◆ TASK STATEMENT: Begin at the first line below and copy each line exactly, ending with the line where "use std::collections::BTreeMap;" appears.

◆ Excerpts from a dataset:
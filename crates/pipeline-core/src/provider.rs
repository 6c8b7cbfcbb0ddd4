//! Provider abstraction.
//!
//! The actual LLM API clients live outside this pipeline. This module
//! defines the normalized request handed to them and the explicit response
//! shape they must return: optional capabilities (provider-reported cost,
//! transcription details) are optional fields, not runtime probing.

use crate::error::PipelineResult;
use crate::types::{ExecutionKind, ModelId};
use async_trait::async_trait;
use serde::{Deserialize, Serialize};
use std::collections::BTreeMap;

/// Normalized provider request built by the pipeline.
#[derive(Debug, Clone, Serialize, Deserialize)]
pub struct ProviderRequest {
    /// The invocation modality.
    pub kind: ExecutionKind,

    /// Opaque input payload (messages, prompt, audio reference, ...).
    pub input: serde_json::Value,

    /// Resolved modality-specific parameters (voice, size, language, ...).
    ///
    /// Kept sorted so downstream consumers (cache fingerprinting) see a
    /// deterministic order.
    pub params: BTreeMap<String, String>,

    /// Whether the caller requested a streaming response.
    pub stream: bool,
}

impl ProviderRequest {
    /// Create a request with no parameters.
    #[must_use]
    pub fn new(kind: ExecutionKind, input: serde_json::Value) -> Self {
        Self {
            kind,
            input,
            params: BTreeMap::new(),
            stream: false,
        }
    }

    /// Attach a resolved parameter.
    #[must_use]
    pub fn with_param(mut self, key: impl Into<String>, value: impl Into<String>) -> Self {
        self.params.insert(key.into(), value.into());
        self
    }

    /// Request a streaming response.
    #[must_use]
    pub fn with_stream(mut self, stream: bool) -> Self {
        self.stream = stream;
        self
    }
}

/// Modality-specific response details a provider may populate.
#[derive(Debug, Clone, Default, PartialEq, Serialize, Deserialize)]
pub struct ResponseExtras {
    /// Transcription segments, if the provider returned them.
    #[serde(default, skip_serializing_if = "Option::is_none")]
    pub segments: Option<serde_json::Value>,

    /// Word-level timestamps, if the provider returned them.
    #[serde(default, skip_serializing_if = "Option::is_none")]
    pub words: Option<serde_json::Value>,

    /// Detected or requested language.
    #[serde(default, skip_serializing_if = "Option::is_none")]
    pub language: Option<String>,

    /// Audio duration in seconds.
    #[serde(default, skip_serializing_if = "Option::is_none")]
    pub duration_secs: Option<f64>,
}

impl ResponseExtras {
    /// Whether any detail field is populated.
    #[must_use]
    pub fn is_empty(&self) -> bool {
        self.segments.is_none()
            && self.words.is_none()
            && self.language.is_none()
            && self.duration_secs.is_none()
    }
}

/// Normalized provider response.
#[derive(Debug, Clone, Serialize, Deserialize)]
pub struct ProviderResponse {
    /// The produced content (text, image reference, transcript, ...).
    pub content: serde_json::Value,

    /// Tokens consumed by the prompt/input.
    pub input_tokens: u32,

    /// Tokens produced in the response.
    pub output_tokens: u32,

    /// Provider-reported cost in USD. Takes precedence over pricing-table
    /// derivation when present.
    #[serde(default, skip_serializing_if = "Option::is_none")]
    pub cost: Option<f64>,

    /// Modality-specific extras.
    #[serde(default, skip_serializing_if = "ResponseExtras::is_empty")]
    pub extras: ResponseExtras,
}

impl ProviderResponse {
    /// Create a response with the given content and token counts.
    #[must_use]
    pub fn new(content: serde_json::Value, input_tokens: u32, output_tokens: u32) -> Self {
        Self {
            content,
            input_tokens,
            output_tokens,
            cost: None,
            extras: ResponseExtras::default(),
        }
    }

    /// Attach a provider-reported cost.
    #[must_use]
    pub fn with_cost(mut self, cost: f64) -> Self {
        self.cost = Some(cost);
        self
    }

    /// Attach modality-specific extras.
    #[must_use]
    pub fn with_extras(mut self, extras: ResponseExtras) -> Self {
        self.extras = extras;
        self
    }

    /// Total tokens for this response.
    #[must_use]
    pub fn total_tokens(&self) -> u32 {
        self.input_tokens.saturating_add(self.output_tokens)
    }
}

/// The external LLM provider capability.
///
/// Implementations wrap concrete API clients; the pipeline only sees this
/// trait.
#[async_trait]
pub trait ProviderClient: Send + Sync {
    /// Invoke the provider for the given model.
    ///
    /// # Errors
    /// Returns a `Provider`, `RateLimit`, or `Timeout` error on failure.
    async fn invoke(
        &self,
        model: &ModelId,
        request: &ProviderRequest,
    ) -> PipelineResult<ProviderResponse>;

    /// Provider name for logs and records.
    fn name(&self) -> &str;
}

◆ WORKED SOLUTION:
filename crates/pipeline-core/src/provider.rs
repository 6c8b7cbfcbb0ddd4
//! Provider abstraction.
//!
//! The actual LLM API clients live outside this pipeline. This module
//! defines the normalized request handed to them and the explicit response
//! shape they must return: optional capabilities (provider-reported cost,
//! transcription details) are optional fields, not runtime probing.

use crate::error::PipelineResult;
use crate::types::{ExecutionKind, ModelId};
use async_trait::async_trait;
use serde::{Deserialize, Serialize};
use std::collections::BTreeMap;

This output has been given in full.